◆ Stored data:

====

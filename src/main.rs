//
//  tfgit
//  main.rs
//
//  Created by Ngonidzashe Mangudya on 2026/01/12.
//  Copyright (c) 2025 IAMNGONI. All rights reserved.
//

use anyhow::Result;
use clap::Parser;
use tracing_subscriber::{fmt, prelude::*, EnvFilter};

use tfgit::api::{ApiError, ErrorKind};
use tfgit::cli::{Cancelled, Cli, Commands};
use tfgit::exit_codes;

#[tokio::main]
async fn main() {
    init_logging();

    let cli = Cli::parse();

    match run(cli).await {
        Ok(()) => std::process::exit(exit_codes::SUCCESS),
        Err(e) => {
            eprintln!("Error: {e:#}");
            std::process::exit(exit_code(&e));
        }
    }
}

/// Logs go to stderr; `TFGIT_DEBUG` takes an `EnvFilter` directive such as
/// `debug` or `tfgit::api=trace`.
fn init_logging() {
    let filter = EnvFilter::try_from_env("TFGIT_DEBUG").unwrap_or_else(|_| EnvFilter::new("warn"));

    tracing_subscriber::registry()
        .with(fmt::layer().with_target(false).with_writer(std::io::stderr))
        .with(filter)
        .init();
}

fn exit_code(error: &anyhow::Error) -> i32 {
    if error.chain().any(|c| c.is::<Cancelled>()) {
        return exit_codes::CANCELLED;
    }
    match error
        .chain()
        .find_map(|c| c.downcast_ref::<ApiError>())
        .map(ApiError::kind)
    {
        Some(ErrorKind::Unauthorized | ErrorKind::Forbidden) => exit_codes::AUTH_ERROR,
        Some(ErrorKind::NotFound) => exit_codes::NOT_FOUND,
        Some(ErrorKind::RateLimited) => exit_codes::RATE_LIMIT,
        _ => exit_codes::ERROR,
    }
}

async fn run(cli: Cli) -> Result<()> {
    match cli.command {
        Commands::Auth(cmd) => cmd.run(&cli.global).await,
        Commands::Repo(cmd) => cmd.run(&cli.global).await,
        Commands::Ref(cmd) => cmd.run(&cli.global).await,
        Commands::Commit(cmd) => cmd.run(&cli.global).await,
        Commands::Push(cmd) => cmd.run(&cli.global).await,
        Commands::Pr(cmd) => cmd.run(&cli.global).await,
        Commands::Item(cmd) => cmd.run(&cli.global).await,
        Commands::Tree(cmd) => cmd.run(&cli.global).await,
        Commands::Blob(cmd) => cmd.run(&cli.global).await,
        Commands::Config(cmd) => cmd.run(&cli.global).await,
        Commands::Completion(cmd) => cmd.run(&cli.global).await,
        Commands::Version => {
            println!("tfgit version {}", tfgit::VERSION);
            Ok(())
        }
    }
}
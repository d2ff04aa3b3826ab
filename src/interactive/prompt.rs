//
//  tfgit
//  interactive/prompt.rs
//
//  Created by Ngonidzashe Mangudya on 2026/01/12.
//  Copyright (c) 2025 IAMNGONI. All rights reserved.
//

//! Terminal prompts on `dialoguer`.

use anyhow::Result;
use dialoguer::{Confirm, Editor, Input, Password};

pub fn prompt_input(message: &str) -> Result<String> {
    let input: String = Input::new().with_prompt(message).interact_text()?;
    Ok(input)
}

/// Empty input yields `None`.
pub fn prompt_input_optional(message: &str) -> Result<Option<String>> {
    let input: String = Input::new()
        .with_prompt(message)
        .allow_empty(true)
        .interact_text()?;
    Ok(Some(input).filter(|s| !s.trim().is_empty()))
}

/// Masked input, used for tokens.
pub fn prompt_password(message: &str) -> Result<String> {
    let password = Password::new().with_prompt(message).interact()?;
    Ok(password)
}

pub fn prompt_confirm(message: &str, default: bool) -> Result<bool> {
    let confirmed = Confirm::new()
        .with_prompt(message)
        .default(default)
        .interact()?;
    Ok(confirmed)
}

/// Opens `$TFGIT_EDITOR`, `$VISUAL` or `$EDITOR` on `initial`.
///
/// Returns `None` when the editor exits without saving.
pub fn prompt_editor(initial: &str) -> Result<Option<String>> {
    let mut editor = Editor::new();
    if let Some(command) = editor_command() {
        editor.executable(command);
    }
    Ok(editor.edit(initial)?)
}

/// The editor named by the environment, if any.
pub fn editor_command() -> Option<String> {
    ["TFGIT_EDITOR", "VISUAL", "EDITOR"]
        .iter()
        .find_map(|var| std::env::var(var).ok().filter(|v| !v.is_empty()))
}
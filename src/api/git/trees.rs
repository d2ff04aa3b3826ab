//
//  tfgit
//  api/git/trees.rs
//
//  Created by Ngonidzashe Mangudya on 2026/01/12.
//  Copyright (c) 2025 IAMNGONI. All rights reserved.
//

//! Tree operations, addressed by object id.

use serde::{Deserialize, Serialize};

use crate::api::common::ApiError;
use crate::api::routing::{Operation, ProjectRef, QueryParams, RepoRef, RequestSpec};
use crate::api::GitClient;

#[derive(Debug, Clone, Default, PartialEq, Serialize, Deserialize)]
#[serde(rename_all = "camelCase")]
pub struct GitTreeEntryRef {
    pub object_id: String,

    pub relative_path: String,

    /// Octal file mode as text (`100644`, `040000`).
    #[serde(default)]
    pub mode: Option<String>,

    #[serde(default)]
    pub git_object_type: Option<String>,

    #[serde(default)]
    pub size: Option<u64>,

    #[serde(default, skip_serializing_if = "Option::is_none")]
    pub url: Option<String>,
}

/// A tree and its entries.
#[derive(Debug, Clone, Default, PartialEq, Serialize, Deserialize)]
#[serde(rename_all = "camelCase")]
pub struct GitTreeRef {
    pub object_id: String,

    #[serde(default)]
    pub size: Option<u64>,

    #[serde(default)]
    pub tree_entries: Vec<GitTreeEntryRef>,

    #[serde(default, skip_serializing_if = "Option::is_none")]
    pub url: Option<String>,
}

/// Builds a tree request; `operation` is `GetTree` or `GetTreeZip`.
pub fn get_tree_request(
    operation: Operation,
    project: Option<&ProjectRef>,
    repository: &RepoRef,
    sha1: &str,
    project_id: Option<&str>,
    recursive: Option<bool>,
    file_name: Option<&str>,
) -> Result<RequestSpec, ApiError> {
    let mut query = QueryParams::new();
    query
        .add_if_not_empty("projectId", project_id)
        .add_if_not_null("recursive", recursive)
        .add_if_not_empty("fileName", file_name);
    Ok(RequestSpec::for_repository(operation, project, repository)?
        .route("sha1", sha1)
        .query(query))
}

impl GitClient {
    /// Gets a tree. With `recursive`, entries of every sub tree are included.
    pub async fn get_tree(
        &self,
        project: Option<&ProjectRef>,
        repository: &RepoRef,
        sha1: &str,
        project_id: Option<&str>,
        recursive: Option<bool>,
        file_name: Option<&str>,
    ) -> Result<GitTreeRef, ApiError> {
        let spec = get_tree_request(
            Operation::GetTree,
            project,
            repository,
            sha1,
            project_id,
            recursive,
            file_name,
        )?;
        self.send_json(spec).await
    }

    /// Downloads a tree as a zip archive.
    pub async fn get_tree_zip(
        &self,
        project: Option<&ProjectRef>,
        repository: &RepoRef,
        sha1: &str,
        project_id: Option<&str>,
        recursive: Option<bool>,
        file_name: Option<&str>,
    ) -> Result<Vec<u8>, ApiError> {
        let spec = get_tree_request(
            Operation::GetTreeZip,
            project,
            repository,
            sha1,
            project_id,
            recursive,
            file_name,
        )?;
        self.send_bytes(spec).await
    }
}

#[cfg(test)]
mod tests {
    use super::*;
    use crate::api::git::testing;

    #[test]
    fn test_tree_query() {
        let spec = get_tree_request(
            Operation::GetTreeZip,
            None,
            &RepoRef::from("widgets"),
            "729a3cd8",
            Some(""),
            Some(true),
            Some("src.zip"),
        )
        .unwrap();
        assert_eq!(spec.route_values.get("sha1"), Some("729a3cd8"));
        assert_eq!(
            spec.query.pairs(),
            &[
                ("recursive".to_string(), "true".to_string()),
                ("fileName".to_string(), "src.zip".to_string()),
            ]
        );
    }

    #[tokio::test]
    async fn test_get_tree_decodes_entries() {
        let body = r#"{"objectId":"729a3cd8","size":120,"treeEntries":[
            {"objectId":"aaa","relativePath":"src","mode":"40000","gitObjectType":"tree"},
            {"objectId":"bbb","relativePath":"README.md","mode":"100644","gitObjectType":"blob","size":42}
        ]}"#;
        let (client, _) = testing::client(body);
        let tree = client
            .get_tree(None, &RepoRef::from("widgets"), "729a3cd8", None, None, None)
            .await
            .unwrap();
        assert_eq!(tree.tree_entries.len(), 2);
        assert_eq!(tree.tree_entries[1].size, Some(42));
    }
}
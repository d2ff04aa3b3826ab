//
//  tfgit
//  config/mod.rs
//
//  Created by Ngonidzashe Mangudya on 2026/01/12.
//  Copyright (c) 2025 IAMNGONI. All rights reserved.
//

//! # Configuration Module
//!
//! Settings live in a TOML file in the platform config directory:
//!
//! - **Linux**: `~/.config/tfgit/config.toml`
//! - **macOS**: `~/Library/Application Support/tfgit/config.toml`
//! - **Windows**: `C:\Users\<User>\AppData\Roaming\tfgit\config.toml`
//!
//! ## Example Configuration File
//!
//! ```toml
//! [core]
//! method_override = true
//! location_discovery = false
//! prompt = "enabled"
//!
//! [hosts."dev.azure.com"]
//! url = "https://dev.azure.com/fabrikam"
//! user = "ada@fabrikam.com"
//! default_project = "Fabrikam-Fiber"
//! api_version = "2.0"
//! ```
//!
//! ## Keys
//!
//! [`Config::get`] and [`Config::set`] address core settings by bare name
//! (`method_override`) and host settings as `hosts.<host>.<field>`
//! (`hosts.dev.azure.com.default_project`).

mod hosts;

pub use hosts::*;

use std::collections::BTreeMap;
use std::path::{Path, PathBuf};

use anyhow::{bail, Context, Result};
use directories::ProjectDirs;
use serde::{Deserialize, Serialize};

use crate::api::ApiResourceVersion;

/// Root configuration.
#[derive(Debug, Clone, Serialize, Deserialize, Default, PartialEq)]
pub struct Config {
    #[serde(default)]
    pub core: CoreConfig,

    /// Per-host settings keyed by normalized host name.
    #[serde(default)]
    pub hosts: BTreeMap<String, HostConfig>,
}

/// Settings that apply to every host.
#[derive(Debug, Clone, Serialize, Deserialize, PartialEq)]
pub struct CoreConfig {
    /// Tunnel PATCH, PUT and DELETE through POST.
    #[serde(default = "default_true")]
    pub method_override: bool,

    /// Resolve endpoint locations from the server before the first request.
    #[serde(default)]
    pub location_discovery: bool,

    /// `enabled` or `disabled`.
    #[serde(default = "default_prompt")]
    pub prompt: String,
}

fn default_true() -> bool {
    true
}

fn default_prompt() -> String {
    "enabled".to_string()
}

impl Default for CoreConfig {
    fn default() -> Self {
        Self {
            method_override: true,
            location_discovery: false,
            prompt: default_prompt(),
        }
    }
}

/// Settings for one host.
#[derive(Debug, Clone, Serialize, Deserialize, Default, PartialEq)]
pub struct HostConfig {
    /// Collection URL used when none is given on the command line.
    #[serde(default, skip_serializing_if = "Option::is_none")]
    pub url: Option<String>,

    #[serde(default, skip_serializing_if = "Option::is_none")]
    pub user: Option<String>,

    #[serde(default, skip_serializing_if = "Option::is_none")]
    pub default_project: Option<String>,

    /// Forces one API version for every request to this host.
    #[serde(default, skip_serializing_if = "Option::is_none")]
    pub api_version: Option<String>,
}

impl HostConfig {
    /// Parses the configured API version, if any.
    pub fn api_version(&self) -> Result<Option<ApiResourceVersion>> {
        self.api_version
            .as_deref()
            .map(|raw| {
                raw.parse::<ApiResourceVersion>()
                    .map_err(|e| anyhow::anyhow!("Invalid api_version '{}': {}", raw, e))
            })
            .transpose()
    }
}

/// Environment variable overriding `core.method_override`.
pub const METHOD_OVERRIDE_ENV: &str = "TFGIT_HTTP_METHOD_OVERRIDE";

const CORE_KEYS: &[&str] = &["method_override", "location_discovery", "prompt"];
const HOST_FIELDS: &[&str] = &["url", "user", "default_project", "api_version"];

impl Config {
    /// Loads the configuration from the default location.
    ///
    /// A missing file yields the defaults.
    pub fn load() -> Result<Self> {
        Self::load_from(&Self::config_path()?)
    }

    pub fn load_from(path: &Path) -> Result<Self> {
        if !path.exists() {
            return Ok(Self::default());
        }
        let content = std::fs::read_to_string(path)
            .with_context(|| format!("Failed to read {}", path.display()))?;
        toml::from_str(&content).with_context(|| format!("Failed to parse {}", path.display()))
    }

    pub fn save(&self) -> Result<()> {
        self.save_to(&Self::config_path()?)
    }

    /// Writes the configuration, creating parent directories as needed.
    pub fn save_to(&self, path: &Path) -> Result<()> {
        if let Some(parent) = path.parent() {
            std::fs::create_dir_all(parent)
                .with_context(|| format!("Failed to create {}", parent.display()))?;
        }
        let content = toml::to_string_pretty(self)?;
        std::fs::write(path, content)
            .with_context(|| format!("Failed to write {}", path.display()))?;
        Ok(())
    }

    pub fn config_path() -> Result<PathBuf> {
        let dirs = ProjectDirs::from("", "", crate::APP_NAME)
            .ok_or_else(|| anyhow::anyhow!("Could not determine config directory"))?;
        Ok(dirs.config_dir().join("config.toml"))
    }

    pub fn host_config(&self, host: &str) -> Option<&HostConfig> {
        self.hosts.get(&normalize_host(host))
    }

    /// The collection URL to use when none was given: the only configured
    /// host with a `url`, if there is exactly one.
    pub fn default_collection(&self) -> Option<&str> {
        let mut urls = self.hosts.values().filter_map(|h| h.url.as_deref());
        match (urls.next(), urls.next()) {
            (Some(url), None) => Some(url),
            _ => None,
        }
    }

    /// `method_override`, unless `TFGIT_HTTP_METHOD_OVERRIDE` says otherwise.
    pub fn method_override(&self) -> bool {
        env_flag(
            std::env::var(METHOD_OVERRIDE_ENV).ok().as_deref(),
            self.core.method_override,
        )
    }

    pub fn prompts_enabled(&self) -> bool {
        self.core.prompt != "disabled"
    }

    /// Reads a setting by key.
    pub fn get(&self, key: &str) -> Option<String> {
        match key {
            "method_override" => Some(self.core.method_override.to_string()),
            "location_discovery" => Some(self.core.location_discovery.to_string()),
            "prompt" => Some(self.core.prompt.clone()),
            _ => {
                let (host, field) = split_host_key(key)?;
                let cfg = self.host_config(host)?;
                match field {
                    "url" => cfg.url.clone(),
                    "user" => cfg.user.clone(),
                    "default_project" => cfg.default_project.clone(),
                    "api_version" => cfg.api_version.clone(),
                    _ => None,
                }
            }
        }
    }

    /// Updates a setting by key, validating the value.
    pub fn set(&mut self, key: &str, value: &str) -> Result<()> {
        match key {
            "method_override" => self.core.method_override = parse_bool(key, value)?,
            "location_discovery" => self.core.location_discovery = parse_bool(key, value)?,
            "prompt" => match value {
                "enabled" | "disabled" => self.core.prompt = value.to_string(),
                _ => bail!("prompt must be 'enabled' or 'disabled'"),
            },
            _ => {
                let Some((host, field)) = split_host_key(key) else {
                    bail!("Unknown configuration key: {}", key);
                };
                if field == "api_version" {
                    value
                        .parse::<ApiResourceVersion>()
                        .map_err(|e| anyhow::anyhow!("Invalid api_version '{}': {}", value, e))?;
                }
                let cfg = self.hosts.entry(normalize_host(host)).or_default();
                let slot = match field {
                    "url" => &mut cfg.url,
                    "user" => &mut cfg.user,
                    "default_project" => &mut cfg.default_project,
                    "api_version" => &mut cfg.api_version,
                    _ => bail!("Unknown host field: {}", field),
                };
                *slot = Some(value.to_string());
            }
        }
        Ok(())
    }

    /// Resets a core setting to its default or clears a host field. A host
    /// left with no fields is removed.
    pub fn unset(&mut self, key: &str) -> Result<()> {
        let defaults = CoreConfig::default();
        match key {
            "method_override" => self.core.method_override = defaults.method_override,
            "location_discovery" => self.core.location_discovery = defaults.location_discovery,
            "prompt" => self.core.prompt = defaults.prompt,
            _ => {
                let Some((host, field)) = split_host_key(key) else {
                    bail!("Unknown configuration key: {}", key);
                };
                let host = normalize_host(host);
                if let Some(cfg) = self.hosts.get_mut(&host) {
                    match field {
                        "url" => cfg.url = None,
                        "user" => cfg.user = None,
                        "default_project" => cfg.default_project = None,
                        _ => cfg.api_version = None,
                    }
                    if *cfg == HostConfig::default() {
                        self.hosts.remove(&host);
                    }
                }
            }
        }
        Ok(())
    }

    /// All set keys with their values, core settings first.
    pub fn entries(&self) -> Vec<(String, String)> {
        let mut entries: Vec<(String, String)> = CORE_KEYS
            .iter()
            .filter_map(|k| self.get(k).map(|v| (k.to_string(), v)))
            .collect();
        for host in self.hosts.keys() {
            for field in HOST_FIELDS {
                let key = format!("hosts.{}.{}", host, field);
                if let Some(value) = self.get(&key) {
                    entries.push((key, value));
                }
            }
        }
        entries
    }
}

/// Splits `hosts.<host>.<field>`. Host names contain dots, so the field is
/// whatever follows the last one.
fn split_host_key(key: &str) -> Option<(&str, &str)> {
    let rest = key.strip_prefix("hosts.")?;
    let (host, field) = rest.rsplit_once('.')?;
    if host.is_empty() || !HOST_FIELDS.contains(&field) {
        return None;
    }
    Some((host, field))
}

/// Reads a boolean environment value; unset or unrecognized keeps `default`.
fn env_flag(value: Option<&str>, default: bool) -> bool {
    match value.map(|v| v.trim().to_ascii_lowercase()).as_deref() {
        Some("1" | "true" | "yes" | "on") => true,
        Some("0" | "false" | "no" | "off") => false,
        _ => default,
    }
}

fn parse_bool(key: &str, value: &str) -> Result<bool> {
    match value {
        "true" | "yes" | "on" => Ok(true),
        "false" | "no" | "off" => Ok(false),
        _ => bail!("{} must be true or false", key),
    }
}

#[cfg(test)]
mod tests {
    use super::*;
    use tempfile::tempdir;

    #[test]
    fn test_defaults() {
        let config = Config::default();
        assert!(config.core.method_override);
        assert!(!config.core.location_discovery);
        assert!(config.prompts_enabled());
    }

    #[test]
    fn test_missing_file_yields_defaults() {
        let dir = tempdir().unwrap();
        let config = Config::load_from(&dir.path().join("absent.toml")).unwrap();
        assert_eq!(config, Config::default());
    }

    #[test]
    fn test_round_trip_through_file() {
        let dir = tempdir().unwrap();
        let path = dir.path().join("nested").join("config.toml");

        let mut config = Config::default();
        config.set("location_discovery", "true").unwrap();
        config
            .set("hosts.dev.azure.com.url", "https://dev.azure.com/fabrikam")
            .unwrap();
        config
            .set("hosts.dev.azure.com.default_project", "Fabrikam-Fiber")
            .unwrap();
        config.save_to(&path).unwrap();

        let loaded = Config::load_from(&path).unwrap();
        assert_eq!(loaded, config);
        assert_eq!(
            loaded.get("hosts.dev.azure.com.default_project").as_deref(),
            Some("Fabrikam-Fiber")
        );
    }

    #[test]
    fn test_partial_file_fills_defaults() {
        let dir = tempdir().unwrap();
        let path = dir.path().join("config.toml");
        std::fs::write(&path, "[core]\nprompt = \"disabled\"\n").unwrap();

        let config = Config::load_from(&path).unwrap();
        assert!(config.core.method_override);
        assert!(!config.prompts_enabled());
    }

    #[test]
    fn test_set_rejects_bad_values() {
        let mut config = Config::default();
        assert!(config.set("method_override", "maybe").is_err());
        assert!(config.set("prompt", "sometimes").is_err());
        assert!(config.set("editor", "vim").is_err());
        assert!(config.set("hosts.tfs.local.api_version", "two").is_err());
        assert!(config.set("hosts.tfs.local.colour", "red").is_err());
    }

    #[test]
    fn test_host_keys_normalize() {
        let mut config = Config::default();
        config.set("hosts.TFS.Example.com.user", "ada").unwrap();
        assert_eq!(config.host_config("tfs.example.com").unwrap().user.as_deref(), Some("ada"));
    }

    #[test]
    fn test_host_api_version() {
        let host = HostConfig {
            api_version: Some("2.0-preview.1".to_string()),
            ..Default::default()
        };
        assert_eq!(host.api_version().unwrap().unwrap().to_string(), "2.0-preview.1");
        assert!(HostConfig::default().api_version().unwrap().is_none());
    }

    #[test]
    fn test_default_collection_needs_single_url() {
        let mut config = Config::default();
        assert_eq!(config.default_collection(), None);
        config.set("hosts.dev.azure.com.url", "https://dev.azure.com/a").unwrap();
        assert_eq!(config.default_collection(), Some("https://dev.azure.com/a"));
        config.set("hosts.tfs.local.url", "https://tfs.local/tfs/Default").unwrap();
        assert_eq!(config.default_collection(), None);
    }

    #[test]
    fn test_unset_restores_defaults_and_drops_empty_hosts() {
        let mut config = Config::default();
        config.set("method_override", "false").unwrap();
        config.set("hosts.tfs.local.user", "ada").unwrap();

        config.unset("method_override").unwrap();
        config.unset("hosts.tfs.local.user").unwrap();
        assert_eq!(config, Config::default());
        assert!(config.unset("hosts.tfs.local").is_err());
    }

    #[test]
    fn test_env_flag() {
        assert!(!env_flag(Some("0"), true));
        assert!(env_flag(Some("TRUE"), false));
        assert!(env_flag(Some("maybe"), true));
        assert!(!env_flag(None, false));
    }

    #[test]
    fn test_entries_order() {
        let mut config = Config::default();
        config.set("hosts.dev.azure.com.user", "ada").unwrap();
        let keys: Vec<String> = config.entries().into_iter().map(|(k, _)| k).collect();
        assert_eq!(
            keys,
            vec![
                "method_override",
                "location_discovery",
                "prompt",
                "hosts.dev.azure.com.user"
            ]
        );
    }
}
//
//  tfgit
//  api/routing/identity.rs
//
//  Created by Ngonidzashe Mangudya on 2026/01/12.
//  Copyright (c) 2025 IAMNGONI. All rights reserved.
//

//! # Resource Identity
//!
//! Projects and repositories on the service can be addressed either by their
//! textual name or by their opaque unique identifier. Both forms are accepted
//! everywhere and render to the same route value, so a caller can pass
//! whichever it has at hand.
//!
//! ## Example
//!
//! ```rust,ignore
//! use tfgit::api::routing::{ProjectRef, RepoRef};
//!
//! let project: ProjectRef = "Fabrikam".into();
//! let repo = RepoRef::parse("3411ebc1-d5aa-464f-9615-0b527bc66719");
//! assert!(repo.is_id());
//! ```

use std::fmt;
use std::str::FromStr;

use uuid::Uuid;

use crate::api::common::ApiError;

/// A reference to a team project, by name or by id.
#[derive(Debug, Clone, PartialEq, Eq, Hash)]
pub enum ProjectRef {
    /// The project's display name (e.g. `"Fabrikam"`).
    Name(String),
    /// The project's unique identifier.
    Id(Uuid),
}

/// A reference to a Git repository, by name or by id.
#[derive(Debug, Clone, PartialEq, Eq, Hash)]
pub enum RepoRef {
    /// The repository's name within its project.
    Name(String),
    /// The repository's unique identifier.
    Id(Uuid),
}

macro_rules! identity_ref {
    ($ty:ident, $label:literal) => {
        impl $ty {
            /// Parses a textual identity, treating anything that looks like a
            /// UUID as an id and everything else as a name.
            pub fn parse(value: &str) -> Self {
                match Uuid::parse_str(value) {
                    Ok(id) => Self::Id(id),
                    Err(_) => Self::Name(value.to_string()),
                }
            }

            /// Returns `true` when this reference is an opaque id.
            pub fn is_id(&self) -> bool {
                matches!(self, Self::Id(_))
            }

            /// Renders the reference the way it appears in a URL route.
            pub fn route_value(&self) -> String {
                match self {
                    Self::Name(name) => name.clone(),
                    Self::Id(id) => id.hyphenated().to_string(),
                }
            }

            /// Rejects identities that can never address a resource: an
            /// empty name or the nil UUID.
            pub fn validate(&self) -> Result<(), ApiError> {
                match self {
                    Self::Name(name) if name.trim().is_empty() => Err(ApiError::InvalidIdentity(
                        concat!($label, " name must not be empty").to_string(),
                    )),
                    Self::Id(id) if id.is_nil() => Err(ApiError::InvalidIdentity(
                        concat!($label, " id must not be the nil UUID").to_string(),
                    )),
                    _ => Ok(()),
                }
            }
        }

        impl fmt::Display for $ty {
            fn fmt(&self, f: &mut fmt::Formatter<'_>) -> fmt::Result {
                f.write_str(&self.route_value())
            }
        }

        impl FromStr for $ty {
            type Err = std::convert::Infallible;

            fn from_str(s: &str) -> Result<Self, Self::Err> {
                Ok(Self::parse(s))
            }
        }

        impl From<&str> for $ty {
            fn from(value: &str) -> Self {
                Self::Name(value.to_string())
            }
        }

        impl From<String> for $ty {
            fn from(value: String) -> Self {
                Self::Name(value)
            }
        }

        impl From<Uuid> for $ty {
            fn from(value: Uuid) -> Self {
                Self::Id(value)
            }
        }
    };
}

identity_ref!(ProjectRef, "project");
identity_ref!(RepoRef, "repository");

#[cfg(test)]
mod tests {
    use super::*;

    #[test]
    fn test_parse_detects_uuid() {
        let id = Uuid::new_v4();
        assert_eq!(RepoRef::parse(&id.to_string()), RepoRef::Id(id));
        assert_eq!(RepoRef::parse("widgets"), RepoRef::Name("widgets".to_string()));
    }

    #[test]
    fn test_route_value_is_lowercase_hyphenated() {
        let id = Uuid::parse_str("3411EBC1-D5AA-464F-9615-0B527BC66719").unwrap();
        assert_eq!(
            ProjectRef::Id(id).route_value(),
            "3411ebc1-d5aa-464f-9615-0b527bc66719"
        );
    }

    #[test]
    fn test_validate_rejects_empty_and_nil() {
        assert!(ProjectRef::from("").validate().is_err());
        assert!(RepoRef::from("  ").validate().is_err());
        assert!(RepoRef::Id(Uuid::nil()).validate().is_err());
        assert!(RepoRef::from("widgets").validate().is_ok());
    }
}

====

State how many lines in the entries hold "bail". Nothing should come before or after the number.

◆ Solution to this problem: 6